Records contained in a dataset
[Start of section]
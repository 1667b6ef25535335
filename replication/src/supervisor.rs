use std::collections::HashMap;
use std::sync::Arc;
use std::thread::{self, JoinHandle};
use std::time::Duration;

use tracing::{error, info, warn};

use common::config::{ListenerSpec, ReplicationConfig};
use common::err::{TbrError, TbrResult};
use common::log::TracingFactory;

use binlog::gtid::Gtid;

use crate::listener::{ListenerController, ReplicationListener};
use crate::persister::{MetadataPersister, MetadataStore};
use crate::registry::{ConsistencyRecord, ConsistencyRegistry, CursorBoard};

struct ListenerRuntime {
    spec: ListenerSpec,
    controller: ListenerController,
    worker: JoinHandle<TbrResult<()>>,
}

/// Owns everything the replication core needs at runtime: the shared
/// consistency registry, the per-server cursors, one listener thread
/// per upstream server and the background persister. Constructed at
/// startup, dropped at shutdown; there is no global state.
pub struct ReplicationSupervisor {
    config: ReplicationConfig,
    registry: Arc<ConsistencyRegistry>,
    cursors: Arc<CursorBoard>,
    listeners: HashMap<u32, ListenerRuntime>,
    persister: Option<MetadataPersister>,
}

impl ReplicationSupervisor {
    /// Register a listener for every configured server, seed the
    /// registry from the metadata store, and start streaming.
    ///
    /// A listener that fails to spawn fails init; its spec carries the
    /// error message. A failed metadata load is non-fatal: the registry
    /// starts empty.
    pub fn init(mut config: ReplicationConfig) -> TbrResult<ReplicationSupervisor> {
        TracingFactory::init_for_trace_level(config.trace_level);

        let registry = Arc::new(ConsistencyRegistry::new());
        let cursors = Arc::new(CursorBoard::new());

        match MetadataStore::connect(&config.metadata) {
            Ok(mut store) => {
                if let Err(err) = store.ensure_schema() {
                    warn!("Metadata schema setup failed: {}", err);
                } else {
                    match store.load_consistency() {
                        Ok(records) => {
                            info!("Loaded {} consistency records from metadata", records.len());
                            registry.load(records);
                        }
                        Err(err) => warn!("Metadata consistency load failed: {}", err),
                    }
                    match store.load_server_cursors() {
                        Ok(loaded) => cursors.load(loaded),
                        Err(err) => warn!("Metadata cursor load failed: {}", err),
                    }
                }
            }
            Err(err) => warn!("Metadata store unavailable at startup: {}", err),
        }

        let persister = MetadataPersister::start(
            config.metadata.clone(),
            Duration::from_secs(config.persist_interval_secs),
            registry.clone(),
            cursors.clone(),
        );

        let mut supervisor = ReplicationSupervisor {
            registry,
            cursors,
            listeners: HashMap::new(),
            persister: Some(persister),
            config: ReplicationConfig {
                servers: Vec::new(),
                ..config.clone()
            },
        };

        for spec in config.servers.drain(..) {
            supervisor.spawn_listener(spec)?;
        }

        Ok(supervisor)
    }

    fn spawn_listener(&mut self, mut spec: ListenerSpec) -> TbrResult<()> {
        let listener_id = spec.listener_id;
        if self.listeners.contains_key(&listener_id) {
            let message = format!("Listener {} is already registered", listener_id);
            spec.error_message = Some(message.clone());
            return Err(TbrError::Config(message));
        }

        let built = ReplicationListener::new(
            spec.clone(),
            self.config.slave_server_id,
            self.registry.clone(),
            self.cursors.clone(),
        );
        let (listener, controller) = match built {
            Ok(parts) => parts,
            Err(err) => {
                spec.error_message = Some(err.to_string());
                return Err(err);
            }
        };

        let worker = thread::Builder::new()
            .name(format!("tbr-listener-{}", listener_id))
            .spawn(move || {
                let result = listener.run();
                if let Err(err) = &result {
                    error!("Listener {} failed: {}", listener_id, err);
                }
                result
            })?;

        self.listeners.insert(
            listener_id,
            ListenerRuntime {
                spec,
                controller,
                worker,
            },
        );
        Ok(())
    }

    /// Stop the listener serving this spec's server and start a new one
    /// with the given coordinates. The stopped listener's terminal
    /// error, if any, lands in the spec's error slot.
    pub fn reconnect(&mut self, mut spec: ListenerSpec) -> TbrResult<()> {
        let existing = self
            .listeners
            .iter()
            .find(|(_, runtime)| runtime.spec.uri == spec.uri)
            .map(|(id, _)| *id);

        let Some(listener_id) = existing else {
            let message = format!("No active listener for {}", spec.uri);
            spec.error_message = Some(message.clone());
            return Err(TbrError::Config(message));
        };

        let runtime = self.listeners.remove(&listener_id).unwrap();
        runtime.controller.shutdown();
        match runtime.worker.join() {
            Ok(Ok(())) => {}
            Ok(Err(err)) => spec.error_message = Some(err.to_string()),
            Err(_) => spec.error_message = Some("Listener thread panicked".to_string()),
        }

        self.spawn_listener(spec)
    }

    /// Reposition a running listener by file + offset. The coordinates
    /// are validated against the server before the session is touched.
    pub fn set_position(&self, listener_id: u32, file: &str, offset: u64) -> TbrResult<()> {
        self.controller(listener_id)?.set_position(file, offset)
    }

    /// Reposition a running listener by GTID.
    pub fn set_position_gtid(&self, listener_id: u32, gtid: &Gtid) -> TbrResult<()> {
        self.controller(listener_id)?.set_position_gtid(gtid)
    }

    fn controller(&self, listener_id: u32) -> TbrResult<&ListenerController> {
        self.listeners
            .get(&listener_id)
            .map(|runtime| &runtime.controller)
            .ok_or_else(|| TbrError::Config(format!("No listener with id {}", listener_id)))
    }

    /// Router-facing consistency lookup.
    pub fn query(&self, db_table: &str, server_index: u32) -> Option<ConsistencyRecord> {
        self.registry.query(db_table, server_index)
    }

    pub fn registry(&self) -> Arc<ConsistencyRegistry> {
        self.registry.clone()
    }

    /// Stop every listener, run a final metadata flush, and return the
    /// first terminal listener error, if any.
    pub fn shutdown(mut self) -> TbrResult<Option<String>> {
        info!("Supervisor shutting down {} listeners", self.listeners.len());

        for runtime in self.listeners.values() {
            runtime.controller.shutdown();
        }

        let mut first_error = None;
        for (listener_id, runtime) in self.listeners.drain() {
            let outcome = match runtime.worker.join() {
                Ok(Ok(())) => None,
                Ok(Err(err)) => Some(format!("Listener {}: {}", listener_id, err)),
                Err(_) => Some(format!("Listener {} thread panicked", listener_id)),
            };
            if let Some(message) = outcome {
                error!("{}", message);
                first_error.get_or_insert(message);
            }
        }

        if let Some(persister) = self.persister.take() {
            persister.stop();
        }

        Ok(first_error)
    }
}
use std::io::{self, Cursor, Write};

use byteorder::WriteBytesExt;

use crate::commands::command::CommandType;

/// COM_QUERY: the command byte followed by the statement text.
pub struct QueryCommand {
    pub sql: String,
}

impl QueryCommand {
    pub fn new<S: Into<String>>(sql: S) -> Self {
        Self { sql: sql.into() }
    }

    pub fn serialize(&self) -> Result<Vec<u8>, io::Error> {
        let mut vec = Vec::new();
        let mut cursor = Cursor::new(&mut vec);

        cursor.write_u8(CommandType::Query as u8)?;
        cursor.write_all(self.sql.as_bytes())?;

        Ok(vec)
    }
}

#[cfg(test)]
mod tests {
    use super::*;

    #[test]
    fn serializes_command_byte_and_text() {
        let bytes = QueryCommand::new("SELECT 1").serialize().unwrap();
        assert_eq!(bytes[0], 0x03);
        assert_eq!(&bytes[1..], b"SELECT 1");
    }
}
[End of section]
▸ Your task: Line by line, copy the data above exactly as it reads.

▸ Response to the task:
repository 1667b6ef25535335
filename replication/src/supervisor.rs
use std::collections::HashMap;
use std::sync::Arc;
use std::thread::{self, JoinHandle};
use std::time::Duration;

use tracing::{error, info, warn};

use common::config::{ListenerSpec, ReplicationConfig};
use common::err::{TbrError, TbrResult};
use common::log::TracingFactory;

use binlog::gtid::Gtid;

use crate::listener::{ListenerController, ReplicationListener};
use crate::persister::{MetadataPersister, MetadataStore};
use crate::registry::{ConsistencyRecord, ConsistencyRegistry, CursorBoard};

struct ListenerRuntime {
    spec: ListenerSpec,
    controller: ListenerController,
    worker: JoinHandle<TbrResult<()>>,
}

/// Owns everything the replication core needs at runtime: the shared
/// consistency registry, the per-server cursors, one listener thread
/// per upstream server and the background persister. Constructed at
/// startup, dropped at shutdown; there is no global state.
pub struct ReplicationSupervisor {
    config: ReplicationConfig,
    registry: Arc<ConsistencyRegistry>,
    cursors: Arc<CursorBoard>,
    listeners: HashMap<u32, ListenerRuntime>,
    persister: Option<MetadataPersister>,
}

impl ReplicationSupervisor {
    /// Register a listener for every configured server, seed the
    /// registry from the metadata store, and start streaming.
    ///
    /// A listener that fails to spawn fails init; its spec carries the
    /// error message. A failed metadata load is non-fatal: the registry
    /// starts empty.
    pub fn init(mut config: ReplicationConfig) -> TbrResult<ReplicationSupervisor> {
        TracingFactory::init_for_trace_level(config.trace_level);

        let registry = Arc::new(ConsistencyRegistry::new());
        let cursors = Arc::new(CursorBoard::new());

        match MetadataStore::connect(&config.metadata) {
            Ok(mut store) => {
                if let Err(err) = store.ensure_schema() {
                    warn!("Metadata schema setup failed: {}", err);
                } else {
                    match store.load_consistency() {
                        Ok(records) => {
                            info!("Loaded {} consistency records from metadata", records.len());
                            registry.load(records);
                        }
                        Err(err) => warn!("Metadata consistency load failed: {}", err),
                    }
                    match store.load_server_cursors() {
                        Ok(loaded) => cursors.load(loaded),
                        Err(err) => warn!("Metadata cursor load failed: {}", err),
                    }
                }
            }
            Err(err) => warn!("Metadata store unavailable at startup: {}", err),
        }

        let persister = MetadataPersister::start(
            config.metadata.clone(),
            Duration::from_secs(config.persist_interval_secs),
            registry.clone(),
            cursors.clone(),
        );

        let mut supervisor = ReplicationSupervisor {
            registry,
            cursors,
            listeners: HashMap::new(),
            persister: Some(persister),
            config: ReplicationConfig {
                servers: Vec::new(),
                ..config.clone()
            },
        };

        for spec in config.servers.drain(..) {
            supervisor.spawn_listener(spec)?;
        }

        Ok(supervisor)
    }

    fn spawn_listener(&mut self, mut spec: ListenerSpec) -> TbrResult<()> {
        let listener_id = spec.listener_id;
        if self.listeners.contains_key(&listener_id) {
            let message = format!("Listener {} is already registered", listener_id);
            spec.error_message = Some(message.clone());
            return Err(TbrError::Config(message));
        }

        let built = ReplicationListener::new(
            spec.clone(),
            self.config.slave_server_id,
            self.registry.clone(),
            self.cursors.clone(),
        );
        let (listener, controller) = match built {
            Ok(parts) => parts,
            Err(err) => {
                spec.error_message = Some(err.to_string());
                return Err(err);
            }
        };

        let worker = thread::Builder::new()
            .name(format!("tbr-listener-{}", listener_id))
            .spawn(move || {
                let result = listener.run();
                if let Err(err) = &result {
                    error!("Listener {} failed: {}", listener_id, err);
                }
                result
            })?;

        self.listeners.insert(
            listener_id,
            ListenerRuntime {
                spec,
                controller,
                worker,
            },
        );
        Ok(())
    }

    /// Stop the listener serving this spec's server and start a new one
    /// with the given coordinates. The stopped listener's terminal
    /// error, if any, lands in the spec's error slot.
    pub fn reconnect(&mut self, mut spec: ListenerSpec) -> TbrResult<()> {
        let existing = self
            .listeners
            .iter()
            .find(|(_, runtime)| runtime.spec.uri == spec.uri)
            .map(|(id, _)| *id);

        let Some(listener_id) = existing else {
            let message = format!("No active listener for {}", spec.uri);
            spec.error_message = Some(message.clone());
            return Err(TbrError::Config(message));
        };

        let runtime = self.listeners.remove(&listener_id).unwrap();
        runtime.controller.shutdown();
        match runtime.worker.join() {
            Ok(Ok(())) => {}
            Ok(Err(err)) => spec.error_message = Some(err.to_string()),
            Err(_) => spec.error_message = Some("Listener thread panicked".to_string()),
        }

        self.spawn_listener(spec)
    }

    /// Reposition a running listener by file + offset. The coordinates
    /// are validated against the server before the session is touched.
    pub fn set_position(&self, listener_id: u32, file: &str, offset: u64) -> TbrResult<()> {
        self.controller(listener_id)?.set_position(file, offset)
    }

    /// Reposition a running listener by GTID.
    pub fn set_position_gtid(&self, listener_id: u32, gtid: &Gtid) -> TbrResult<()> {
        self.controller(listener_id)?.set_position_gtid(gtid)
    }

    fn controller(&self, listener_id: u32) -> TbrResult<&ListenerController> {
        self.listeners
            .get(&listener_id)
            .map(|runtime| &runtime.controller)
            .ok_or_else(|| TbrError::Config(format!("No listener with id {}", listener_id)))
    }

    /// Router-facing consistency lookup.
    pub fn query(&self, db_table: &str, server_index: u32) -> Option<ConsistencyRecord> {
        self.registry.query(db_table, server_index)
    }

    pub fn registry(&self) -> Arc<ConsistencyRegistry> {
        self.registry.clone()
    }

    /// Stop every listener, run a final metadata flush, and return the
    /// first terminal listener error, if any.
    pub fn shutdown(mut self) -> TbrResult<Option<String>> {
        info!("Supervisor shutting down {} listeners", self.listeners.len());

        for runtime in self.listeners.values() {
            runtime.controller.shutdown();
        }

        let mut first_error = None;
        for (listener_id, runtime) in self.listeners.drain() {
            let outcome = match runtime.worker.join() {
                Ok(Ok(())) => None,
                Ok(Err(err)) => Some(format!("Listener {}: {}", listener_id, err)),
                Err(_) => Some(format!("Listener {} thread panicked", listener_id)),
            };
            if let Some(message) = outcome {
                error!("{}", message);
                first_error.get_or_insert(message);
            }
        }

        if let Some(persister) = self.persister.take() {
            persister.stop();
        }

        Ok(first_error)
    }
}
use std::io::{self, Cursor, Write};

use byteorder::WriteBytesExt;

use crate::commands::command::CommandType;

/// COM_QUERY: the command byte followed by the statement text.
pub struct QueryCommand {
    pub sql: String,
}

impl QueryCommand {
    pub fn new<S: Into<String>>(sql: S) -> Self {
        Self { sql: sql.into() }
    }

    pub fn serialize(&self) -> Result<Vec<u8>, io::Error> {
        let mut vec = Vec::new();
        let mut cursor = Cursor::new(&mut vec);

        cursor.write_u8(CommandType::Query as u8)?;
        cursor.write_all(self.sql.as_bytes())?;

        Ok(vec)
    }
}

#[cfg(test)]
mod tests {
    use super::*;

    #[test]
    fn serializes_command_byte_and_text() {
        let bytes = QueryCommand::new("SELECT 1").serialize().unwrap();
        assert_eq!(bytes[0], 0x03);
        assert_eq!(&bytes[1..], b"SELECT 1");
    }
}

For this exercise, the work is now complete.